Bear in mind that I have three babywearing apparatuses: a Mamma’s Milk pouch sling, a custom Oh My Mommy Clementine mei tai and a brown Moby wrap. Spice was fine in the Moby for the first couple of weeks, but the Moby is a crazy piece of work to quickly throw on and go, since it’s so incredibly long and drags on the ground. Plus, I’m sure I could get the hang of it with time, but unless I had someone to straighten the wrap on my back so it wasn’t bunched up, it was seriously uncomfortable to wear more than an hour – a huge negative for a sling that’s so much work to get on and off.

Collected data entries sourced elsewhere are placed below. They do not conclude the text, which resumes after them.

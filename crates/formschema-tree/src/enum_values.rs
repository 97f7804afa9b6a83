use serde::{Deserialize, Serialize};

/// Ordered set of enum literals.
///
/// Values keep the order in which they were first inserted and duplicates are
/// dropped on insertion, whether they come from a single edit or a bulk paste.
#[derive(Debug, Clone, PartialEq, Eq, Hash, Default, Serialize, Deserialize)]
#[serde(from = "Vec<String>", into = "Vec<String>")]
pub struct EnumValues(Vec<String>);

impl EnumValues {
    pub fn new() -> Self {
        Self(Vec::new())
    }

    /// Insert a value, returning `false` if it was already present.
    pub fn insert(&mut self, value: impl Into<String>) -> bool {
        let value = value.into();
        if self.0.contains(&value) {
            return false;
        }
        self.0.push(value);
        true
    }

    /// Remove the value at `index`. Out-of-range indices are ignored.
    pub fn remove(&mut self, index: usize) -> Option<String> {
        if index < self.0.len() {
            Some(self.0.remove(index))
        } else {
            None
        }
    }

    /// Bulk paste-in: splits on newlines and commas, trims each entry and
    /// inserts the non-empty ones in order. Returns how many were new.
    pub fn paste(&mut self, text: &str) -> usize {
        text.split(['\n', ','])
            .map(str::trim)
            .filter(|entry| !entry.is_empty())
            .filter(|entry| self.insert(*entry))
            .count()
    }

    pub fn contains(&self, value: &str) -> bool {
        self.0.iter().any(|v| v == value)
    }

    pub fn len(&self) -> usize {
        self.0.len()
    }

    pub fn is_empty(&self) -> bool {
        self.0.is_empty()
    }

    pub fn iter(&self) -> impl Iterator<Item = &str> {
        self.0.iter().map(String::as_str)
    }

    pub fn as_slice(&self) -> &[String] {
        &self.0
    }
}

impl<S: Into<String>> Extend<S> for EnumValues {
    fn extend<I: IntoIterator<Item = S>>(&mut self, iter: I) {
        for value in iter {
            self.insert(value);
        }
    }
}

impl<S: Into<String>> FromIterator<S> for EnumValues {
    fn from_iter<I: IntoIterator<Item = S>>(iter: I) -> Self {
        let mut values = EnumValues::new();
        values.extend(iter);
        values
    }
}

impl From<Vec<String>> for EnumValues {
    fn from(values: Vec<String>) -> Self {
        values.into_iter().collect()
    }
}

impl From<EnumValues> for Vec<String> {
    fn from(values: EnumValues) -> Self {
        values.0
    }
}
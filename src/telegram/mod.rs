//! Telegram Bot API access.
//!
//! `TelegramApi` is the seam between the bot logic and the network. The
//! production implementation (`HttpTelegramClient`) speaks the HTTPS Bot API
//! through reqwest; `MockTelegram` records calls in memory for tests and local
//! runs without a token.

pub mod client;
pub mod mock;
pub mod types;

use async_trait::async_trait;
use serde::Serialize;

pub use client::HttpTelegramClient;
pub use mock::{MockCall, MockTelegram};
pub use types::{Chat, ChatType, Message, Update, User};

/// Error type for Bot API calls.
///
/// Cloneable so results can be handed across channels and scripted in mocks.
/// The `Api` variant displays the raw API description, which callers classify
/// by substring.
#[derive(Debug, Clone, PartialEq, thiserror::Error)]
pub enum TelegramError {
    #[error("{description}")]
    Api {
        code: Option<i32>,
        description: String,
    },

    #[error("HTTP error: {0}")]
    Http(String),

    #[error("Failed to decode response: {0}")]
    Decode(String),
}

impl TelegramError {
    /// Shorthand for an API error with a 400 code, the common Bot API failure.
    pub fn bad_request(description: impl Into<String>) -> Self {
        TelegramError::Api {
            code: Some(400),
            description: description.into(),
        }
    }
}

/// Parameters for setWebhook.
#[derive(Debug, Clone, PartialEq, Serialize)]
pub struct SetWebhook {
    pub url: String,
    #[serde(skip_serializing_if = "Option::is_none")]
    pub max_connections: Option<usize>,
    #[serde(skip_serializing_if = "std::ops::Not::not")]
    pub drop_pending_updates: bool,
    #[serde(skip_serializing_if = "Vec::is_empty")]
    pub allowed_updates: Vec<String>,
}

impl SetWebhook {
    /// Plain registration with Telegram defaults for everything but the URL.
    pub fn url_only(url: impl Into<String>) -> Self {
        Self {
            url: url.into(),
            max_connections: None,
            drop_pending_updates: false,
            allowed_updates: Vec::new(),
        }
    }
}

/// Operations the bot needs from the Bot API.
#[async_trait]
pub trait TelegramApi: Send + Sync {
    /// Fetch the bot's own user (also validates the token).
    async fn get_me(&self) -> Result<User, TelegramError>;

    /// Send an HTML-formatted message.
    async fn send_message(&self, chat_id: i64, html: &str) -> Result<(), TelegramError>;

    async fn unban_chat_member(
        &self,
        chat_id: i64,
        user_id: i64,
        only_if_banned: bool,
    ) -> Result<(), TelegramError>;

    async fn set_webhook(&self, request: &SetWebhook) -> Result<(), TelegramError>;

    async fn delete_webhook(&self) -> Result<(), TelegramError>;

    /// Long-poll for updates. `offset` acknowledges everything before it.
    async fn get_updates(
        &self,
        offset: Option<i64>,
        timeout_secs: u64,
        allowed_updates: &[&str],
    ) -> Result<Vec<Update>, TelegramError>;
}

#[cfg(test)]
mod tests {
    use super::*;

    #[test]
    fn test_api_error_displays_description() {
        let err = TelegramError::bad_request("Bad Request: not enough rights");
        assert_eq!(err.to_string(), "Bad Request: not enough rights");
    }

    #[test]
    fn test_set_webhook_serialization_skips_defaults() {
        let json = serde_json::to_value(SetWebhook::url_only("https://x/1:a")).unwrap();
        assert_eq!(json, serde_json::json!({"url": "https://x/1:a"}));

        let full = SetWebhook {
            url: "https://x/1:a".to_string(),
            max_connections: Some(100),
            drop_pending_updates: true,
            allowed_updates: vec!["message".to_string()],
        };
        let json = serde_json::to_value(full).unwrap();
        assert_eq!(json["max_connections"], 100);
        assert_eq!(json["drop_pending_updates"], true);
        assert_eq!(json["allowed_updates"][0], "message");
    }
}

The pouch sling is pretty good all around. Mamma’s Milk makes one of the few adjustable pouch slings, with hidden velcro so that there’s no rings, buckles, etc. Again, Spice was okay in it the first few weeks in the cradle hold, but fights it like a mad woman now. I’ve tried her in the tummy-to-tummy position, but she screams and claws at my chest and neck until I take her out. Finally, yesterday we had some degree of success with a careful facing-out position. I know you’re not supposed to have a newborn facing out, but she was half sideways, has good head control and was tucked in bum-first, with her feet lotus up. She could lean against me, and it worked well enough to get her from the breastfeeding support group to the car with one hand free. I’ll keep trying her in it, because it’s by far the fastest to grab and put on. And I’m holding out for using it for hip carries when she gets bigger.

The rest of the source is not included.